• _WORK TO BE COMPLETED_: Every entry below, first to last, should be restated word for word.
--------
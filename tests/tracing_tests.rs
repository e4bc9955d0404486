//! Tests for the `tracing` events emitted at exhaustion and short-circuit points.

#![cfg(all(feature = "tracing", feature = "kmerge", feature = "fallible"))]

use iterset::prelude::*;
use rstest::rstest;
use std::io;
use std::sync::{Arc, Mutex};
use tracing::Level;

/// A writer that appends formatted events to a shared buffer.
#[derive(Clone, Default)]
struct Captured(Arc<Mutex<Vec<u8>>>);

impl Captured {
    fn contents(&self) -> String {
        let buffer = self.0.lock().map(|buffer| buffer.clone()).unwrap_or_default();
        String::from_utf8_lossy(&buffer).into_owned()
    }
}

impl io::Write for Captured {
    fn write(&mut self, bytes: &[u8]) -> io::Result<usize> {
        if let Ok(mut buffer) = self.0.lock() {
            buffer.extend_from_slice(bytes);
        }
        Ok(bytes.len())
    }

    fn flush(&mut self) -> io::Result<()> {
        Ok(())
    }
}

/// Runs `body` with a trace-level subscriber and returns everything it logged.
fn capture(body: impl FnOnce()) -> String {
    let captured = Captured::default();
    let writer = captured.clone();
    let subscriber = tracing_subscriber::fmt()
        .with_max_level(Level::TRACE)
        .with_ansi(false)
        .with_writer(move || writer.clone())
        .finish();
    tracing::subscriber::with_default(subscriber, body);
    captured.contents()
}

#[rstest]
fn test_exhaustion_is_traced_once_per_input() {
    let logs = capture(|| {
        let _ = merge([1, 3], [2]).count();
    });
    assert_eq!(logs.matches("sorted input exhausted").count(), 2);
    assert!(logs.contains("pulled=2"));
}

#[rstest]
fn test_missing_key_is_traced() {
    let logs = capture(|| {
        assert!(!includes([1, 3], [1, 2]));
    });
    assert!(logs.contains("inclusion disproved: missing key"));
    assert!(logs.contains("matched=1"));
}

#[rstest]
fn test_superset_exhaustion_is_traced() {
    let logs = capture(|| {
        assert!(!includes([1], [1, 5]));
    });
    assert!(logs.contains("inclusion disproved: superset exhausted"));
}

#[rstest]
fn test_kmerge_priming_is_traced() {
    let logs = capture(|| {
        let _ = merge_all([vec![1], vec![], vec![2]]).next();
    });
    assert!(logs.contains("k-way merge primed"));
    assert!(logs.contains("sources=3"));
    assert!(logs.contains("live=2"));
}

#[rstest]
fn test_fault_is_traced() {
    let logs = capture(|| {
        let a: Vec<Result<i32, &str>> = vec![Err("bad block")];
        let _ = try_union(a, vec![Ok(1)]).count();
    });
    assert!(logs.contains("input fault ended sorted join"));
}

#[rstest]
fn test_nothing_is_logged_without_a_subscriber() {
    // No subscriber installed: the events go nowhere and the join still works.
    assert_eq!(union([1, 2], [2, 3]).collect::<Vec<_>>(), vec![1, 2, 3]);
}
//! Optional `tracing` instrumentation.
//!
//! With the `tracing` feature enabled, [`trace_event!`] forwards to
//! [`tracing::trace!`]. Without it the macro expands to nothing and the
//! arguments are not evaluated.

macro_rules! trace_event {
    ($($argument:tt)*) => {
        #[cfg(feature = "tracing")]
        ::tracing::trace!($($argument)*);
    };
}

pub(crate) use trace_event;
--------
• _TASK OUTPUT_:
filename tests/tracing_tests.rs
repository e4bc9955d0404486
//! Tests for the `tracing` events emitted at exhaustion and short-circuit points.

#![cfg(all(feature = "tracing", feature = "kmerge", feature = "fallible"))]

use iterset::prelude::*;
use rstest::rstest;
use std::io;
use std::sync::{Arc, Mutex};
use tracing::Level;

/// A writer that appends formatted events to a shared buffer.
#[derive(Clone, Default)]
struct Captured(Arc<Mutex<Vec<u8>>>);

impl Captured {
    fn contents(&self) -> String {
        let buffer = self.0.lock().map(|buffer| buffer.clone()).unwrap_or_default();
        String::from_utf8_lossy(&buffer).into_owned()
    }
}

impl io::Write for Captured {
    fn write(&mut self, bytes: &[u8]) -> io::Result<usize> {
        if let Ok(mut buffer) = self.0.lock() {
            buffer.extend_from_slice(bytes);
        }
        Ok(bytes.len())
    }

    fn flush(&mut self) -> io::Result<()> {
        Ok(())
    }
}

/// Runs `body` with a trace-level subscriber and returns everything it logged.
fn capture(body: impl FnOnce()) -> String {
    let captured = Captured::default();
    let writer = captured.clone();
    let subscriber = tracing_subscriber::fmt()
        .with_max_level(Level::TRACE)
        .with_ansi(false)
        .with_writer(move || writer.clone())
        .finish();
    tracing::subscriber::with_default(subscriber, body);
    captured.contents()
}

#[rstest]
fn test_exhaustion_is_traced_once_per_input() {
    let logs = capture(|| {
        let _ = merge([1, 3], [2]).count();
    });
    assert_eq!(logs.matches("sorted input exhausted").count(), 2);
    assert!(logs.contains("pulled=2"));
}

#[rstest]
fn test_missing_key_is_traced() {
    let logs = capture(|| {
        assert!(!includes([1, 3], [1, 2]));
    });
    assert!(logs.contains("inclusion disproved: missing key"));
    assert!(logs.contains("matched=1"));
}

#[rstest]
fn test_superset_exhaustion_is_traced() {
    let logs = capture(|| {
        assert!(!includes([1], [1, 5]));
    });
    assert!(logs.contains("inclusion disproved: superset exhausted"));
}

#[rstest]
fn test_kmerge_priming_is_traced() {
    let logs = capture(|| {
        let _ = merge_all([vec![1], vec![], vec![2]]).next();
    });
    assert!(logs.contains("k-way merge primed"));
    assert!(logs.contains("sources=3"));
    assert!(logs.contains("live=2"));
}

#[rstest]
fn test_fault_is_traced() {
    let logs = capture(|| {
        let a: Vec<Result<i32, &str>> = vec![Err("bad block")];
        let _ = try_union(a, vec![Ok(1)]).count();
    });
    assert!(logs.contains("input fault ended sorted join"));
}

#[rstest]
fn test_nothing_is_logged_without_a_subscriber() {
    // No subscriber installed: the events go nowhere and the join still works.
    assert_eq!(union([1, 2], [2, 3]).collect::<Vec<_>>(), vec![1, 2, 3]);
}
//! Optional `tracing` instrumentation.
//!
//! With the `tracing` feature enabled, [`trace_event!`] forwards to
//! [`tracing::trace!`]. Without it the macro expands to nothing and the
//! arguments are not evaluated.

macro_rules! trace_event {
    ($($argument:tt)*) => {
        #[cfg(feature = "tracing")]
        ::tracing::trace!($($argument)*);
    };
}

pub(crate) use trace_event;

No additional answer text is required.